* _Directions_
Filter the data for lines with the word "BatchOutcome" and copy those lines.

(Data excerpts)
------------------------------------

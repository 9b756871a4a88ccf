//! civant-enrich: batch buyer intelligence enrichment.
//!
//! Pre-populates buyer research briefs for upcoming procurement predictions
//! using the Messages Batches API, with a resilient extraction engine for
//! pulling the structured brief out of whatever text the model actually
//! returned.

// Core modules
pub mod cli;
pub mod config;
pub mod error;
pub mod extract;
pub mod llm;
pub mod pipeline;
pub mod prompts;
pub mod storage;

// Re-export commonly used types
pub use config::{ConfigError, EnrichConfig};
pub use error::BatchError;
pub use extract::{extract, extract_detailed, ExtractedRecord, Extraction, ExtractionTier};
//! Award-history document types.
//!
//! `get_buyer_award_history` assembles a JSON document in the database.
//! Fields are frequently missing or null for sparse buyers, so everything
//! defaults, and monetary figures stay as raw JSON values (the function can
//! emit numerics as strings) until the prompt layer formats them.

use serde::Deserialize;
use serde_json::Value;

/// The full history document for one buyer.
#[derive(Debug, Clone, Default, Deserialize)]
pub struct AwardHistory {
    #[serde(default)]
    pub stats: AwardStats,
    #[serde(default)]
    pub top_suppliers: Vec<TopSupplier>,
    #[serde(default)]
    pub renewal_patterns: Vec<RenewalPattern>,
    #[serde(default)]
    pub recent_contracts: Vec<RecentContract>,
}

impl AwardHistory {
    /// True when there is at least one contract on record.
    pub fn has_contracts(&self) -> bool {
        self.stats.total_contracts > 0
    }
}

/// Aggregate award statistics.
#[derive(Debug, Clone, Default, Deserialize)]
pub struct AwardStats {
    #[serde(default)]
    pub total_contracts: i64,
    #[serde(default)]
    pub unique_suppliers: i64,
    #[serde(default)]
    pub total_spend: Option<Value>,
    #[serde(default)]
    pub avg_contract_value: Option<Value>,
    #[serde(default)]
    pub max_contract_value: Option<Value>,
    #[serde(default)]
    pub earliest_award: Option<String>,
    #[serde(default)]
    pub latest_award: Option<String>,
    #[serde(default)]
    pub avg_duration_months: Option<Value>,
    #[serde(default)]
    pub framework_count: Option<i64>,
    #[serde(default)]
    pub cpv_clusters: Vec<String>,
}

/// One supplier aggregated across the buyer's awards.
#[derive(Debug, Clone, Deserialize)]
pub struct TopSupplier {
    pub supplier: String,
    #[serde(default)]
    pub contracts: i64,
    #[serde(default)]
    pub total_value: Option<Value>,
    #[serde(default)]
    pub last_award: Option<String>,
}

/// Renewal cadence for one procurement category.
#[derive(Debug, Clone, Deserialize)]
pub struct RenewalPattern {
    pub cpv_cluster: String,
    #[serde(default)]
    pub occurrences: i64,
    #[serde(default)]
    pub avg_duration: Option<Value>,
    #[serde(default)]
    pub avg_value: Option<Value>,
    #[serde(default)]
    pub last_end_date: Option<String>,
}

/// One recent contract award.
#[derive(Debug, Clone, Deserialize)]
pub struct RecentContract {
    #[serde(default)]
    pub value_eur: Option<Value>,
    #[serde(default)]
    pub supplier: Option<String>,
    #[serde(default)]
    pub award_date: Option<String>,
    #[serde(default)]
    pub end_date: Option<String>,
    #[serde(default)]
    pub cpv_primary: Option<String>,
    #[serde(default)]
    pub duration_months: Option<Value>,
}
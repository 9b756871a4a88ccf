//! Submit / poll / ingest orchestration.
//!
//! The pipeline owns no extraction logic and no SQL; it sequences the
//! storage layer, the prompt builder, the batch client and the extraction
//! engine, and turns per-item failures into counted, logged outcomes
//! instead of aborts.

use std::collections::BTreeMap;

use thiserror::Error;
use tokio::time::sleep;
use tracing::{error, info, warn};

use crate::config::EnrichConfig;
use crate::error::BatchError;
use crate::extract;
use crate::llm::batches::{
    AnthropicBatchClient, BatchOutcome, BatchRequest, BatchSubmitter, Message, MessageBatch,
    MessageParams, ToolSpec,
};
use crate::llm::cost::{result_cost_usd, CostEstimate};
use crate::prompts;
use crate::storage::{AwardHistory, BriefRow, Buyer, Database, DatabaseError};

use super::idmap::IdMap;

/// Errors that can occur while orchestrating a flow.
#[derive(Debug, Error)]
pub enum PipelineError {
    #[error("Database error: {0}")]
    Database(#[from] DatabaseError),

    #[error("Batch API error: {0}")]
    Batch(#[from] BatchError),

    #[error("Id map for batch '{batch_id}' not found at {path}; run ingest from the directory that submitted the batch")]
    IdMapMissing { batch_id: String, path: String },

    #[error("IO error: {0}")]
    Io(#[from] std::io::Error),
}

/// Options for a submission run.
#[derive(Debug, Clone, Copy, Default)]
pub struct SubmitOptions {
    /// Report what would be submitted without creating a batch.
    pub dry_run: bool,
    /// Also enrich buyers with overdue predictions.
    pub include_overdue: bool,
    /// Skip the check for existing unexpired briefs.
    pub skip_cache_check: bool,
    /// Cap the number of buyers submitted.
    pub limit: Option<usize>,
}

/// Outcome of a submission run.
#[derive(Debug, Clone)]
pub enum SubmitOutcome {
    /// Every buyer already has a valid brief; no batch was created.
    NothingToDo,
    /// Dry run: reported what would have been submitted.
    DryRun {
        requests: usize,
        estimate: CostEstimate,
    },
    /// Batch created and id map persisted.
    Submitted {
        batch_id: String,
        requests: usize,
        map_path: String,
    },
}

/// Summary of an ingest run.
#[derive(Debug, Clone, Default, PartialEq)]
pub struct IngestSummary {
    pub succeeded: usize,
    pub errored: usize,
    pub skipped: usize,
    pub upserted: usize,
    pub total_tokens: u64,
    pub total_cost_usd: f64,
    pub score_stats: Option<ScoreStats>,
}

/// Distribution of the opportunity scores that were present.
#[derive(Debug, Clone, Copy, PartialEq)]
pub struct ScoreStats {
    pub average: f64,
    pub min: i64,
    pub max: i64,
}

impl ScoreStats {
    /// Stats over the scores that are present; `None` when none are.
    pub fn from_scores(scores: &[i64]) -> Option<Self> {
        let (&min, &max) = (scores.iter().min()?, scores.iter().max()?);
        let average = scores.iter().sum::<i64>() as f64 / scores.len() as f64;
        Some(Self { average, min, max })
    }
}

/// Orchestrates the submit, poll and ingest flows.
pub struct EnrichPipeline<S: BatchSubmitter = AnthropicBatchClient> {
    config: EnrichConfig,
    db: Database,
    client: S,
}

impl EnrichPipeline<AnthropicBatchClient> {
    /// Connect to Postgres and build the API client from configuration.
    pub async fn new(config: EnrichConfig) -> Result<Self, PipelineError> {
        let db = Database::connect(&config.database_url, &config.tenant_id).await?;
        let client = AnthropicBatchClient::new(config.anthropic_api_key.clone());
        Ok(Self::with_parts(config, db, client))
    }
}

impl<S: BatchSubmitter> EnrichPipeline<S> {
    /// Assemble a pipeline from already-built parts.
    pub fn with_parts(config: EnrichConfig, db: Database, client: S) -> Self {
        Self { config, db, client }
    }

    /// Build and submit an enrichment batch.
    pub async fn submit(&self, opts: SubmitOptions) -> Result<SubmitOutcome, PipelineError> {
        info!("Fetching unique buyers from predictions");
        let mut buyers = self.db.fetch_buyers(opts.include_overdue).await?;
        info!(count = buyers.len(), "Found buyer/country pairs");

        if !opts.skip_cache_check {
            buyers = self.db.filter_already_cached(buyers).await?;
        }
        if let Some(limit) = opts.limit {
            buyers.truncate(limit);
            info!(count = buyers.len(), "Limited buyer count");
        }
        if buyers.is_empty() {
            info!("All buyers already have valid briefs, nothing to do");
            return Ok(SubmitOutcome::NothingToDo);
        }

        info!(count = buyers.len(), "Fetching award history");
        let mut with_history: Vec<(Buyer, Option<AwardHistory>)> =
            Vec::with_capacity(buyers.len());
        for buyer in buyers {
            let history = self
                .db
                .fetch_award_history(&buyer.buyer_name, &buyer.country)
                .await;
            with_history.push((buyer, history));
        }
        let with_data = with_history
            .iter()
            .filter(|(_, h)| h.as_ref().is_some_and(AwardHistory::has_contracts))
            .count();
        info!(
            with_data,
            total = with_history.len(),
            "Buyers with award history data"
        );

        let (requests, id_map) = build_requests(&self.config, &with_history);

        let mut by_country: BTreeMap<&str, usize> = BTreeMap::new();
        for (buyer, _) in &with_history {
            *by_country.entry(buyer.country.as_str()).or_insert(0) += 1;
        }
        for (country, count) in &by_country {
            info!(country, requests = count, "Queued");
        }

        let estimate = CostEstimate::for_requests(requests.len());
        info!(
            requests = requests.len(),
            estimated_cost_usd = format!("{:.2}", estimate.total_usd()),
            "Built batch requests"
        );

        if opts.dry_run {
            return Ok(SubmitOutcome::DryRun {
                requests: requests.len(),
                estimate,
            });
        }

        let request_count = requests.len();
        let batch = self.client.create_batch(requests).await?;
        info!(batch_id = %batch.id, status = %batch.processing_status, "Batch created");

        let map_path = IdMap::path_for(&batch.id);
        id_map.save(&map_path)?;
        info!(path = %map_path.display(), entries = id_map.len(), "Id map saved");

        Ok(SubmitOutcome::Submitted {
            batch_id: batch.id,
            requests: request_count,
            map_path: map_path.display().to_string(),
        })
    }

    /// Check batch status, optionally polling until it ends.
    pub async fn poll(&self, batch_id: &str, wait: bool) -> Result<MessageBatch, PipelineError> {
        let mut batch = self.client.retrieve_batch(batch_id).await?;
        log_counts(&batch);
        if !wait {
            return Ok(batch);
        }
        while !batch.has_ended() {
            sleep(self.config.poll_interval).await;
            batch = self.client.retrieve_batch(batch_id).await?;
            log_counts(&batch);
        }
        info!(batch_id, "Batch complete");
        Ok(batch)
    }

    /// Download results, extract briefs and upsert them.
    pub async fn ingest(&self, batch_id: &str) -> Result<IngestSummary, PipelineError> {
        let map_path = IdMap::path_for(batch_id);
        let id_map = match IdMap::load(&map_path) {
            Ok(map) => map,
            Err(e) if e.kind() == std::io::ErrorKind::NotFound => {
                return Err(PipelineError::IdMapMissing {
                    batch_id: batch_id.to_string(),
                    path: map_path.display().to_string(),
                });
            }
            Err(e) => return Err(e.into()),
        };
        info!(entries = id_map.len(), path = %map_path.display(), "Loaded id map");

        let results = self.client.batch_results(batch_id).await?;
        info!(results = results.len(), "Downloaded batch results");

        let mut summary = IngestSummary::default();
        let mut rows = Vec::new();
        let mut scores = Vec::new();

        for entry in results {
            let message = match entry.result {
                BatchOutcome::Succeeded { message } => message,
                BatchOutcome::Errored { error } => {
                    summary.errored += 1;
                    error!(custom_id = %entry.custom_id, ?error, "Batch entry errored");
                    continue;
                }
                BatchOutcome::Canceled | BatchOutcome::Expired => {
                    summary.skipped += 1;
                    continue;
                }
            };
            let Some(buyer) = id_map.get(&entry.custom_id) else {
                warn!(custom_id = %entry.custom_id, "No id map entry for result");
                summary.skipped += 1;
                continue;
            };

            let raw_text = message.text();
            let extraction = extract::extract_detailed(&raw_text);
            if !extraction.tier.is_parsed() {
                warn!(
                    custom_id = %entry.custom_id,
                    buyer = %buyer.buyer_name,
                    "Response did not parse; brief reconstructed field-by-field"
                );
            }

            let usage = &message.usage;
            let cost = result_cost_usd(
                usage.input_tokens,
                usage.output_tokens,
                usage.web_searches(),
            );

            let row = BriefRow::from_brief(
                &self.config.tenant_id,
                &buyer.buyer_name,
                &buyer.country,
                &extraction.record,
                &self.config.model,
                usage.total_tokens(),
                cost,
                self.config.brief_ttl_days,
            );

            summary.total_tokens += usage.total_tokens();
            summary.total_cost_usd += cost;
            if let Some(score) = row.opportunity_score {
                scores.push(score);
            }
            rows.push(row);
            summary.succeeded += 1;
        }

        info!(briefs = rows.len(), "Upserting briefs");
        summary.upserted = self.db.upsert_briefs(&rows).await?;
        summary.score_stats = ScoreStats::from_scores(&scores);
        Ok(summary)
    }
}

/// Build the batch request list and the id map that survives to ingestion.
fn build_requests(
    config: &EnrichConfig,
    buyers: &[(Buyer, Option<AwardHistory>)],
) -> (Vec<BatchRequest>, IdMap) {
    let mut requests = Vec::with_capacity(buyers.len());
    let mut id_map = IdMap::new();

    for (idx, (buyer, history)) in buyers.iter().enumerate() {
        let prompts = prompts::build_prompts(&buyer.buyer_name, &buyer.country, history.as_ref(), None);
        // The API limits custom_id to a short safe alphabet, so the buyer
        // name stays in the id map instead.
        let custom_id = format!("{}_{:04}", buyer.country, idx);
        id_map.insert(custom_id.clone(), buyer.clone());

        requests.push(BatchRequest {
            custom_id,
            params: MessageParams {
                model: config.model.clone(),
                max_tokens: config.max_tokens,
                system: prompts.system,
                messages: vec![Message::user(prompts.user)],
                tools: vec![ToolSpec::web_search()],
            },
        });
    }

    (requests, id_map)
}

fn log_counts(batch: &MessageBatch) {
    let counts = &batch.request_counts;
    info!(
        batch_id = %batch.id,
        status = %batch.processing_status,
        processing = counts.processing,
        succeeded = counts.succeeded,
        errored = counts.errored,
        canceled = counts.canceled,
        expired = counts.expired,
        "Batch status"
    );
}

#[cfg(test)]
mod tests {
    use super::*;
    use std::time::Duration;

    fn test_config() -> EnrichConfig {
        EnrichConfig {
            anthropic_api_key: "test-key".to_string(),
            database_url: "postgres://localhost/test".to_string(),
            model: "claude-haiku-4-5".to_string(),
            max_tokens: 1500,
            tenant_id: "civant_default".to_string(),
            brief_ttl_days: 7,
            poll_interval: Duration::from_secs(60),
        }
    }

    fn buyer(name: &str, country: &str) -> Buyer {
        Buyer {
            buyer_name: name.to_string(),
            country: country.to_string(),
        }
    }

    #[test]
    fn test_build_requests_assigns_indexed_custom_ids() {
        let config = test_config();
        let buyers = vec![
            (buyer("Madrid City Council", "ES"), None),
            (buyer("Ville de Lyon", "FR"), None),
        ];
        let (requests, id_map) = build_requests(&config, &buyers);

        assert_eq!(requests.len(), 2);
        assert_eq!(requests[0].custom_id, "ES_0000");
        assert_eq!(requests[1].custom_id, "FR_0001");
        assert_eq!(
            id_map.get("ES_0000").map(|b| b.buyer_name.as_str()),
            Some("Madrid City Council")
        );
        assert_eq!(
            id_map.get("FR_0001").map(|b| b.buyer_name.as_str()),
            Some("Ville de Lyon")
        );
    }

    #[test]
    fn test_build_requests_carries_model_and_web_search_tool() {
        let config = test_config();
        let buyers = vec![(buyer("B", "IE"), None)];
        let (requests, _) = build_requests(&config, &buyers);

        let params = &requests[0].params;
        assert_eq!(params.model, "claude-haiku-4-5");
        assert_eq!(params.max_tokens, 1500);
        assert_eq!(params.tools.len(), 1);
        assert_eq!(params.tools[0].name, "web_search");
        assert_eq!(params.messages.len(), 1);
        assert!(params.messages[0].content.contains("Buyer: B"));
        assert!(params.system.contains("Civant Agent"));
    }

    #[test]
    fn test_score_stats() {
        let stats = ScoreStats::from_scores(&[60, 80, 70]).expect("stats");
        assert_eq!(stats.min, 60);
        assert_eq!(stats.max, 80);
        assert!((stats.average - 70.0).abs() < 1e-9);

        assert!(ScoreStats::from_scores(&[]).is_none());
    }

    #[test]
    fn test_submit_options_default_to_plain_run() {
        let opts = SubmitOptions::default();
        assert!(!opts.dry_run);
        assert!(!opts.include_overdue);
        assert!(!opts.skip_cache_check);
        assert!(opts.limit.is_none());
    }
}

------------------------------------

* _Answer box_
    AnthropicBatchClient, BatchOutcome, BatchRequest, BatchSubmitter, Message, MessageBatch,
                BatchOutcome::Succeeded { message } => message,
                BatchOutcome::Errored { error } => {
                BatchOutcome::Canceled | BatchOutcome::Expired => {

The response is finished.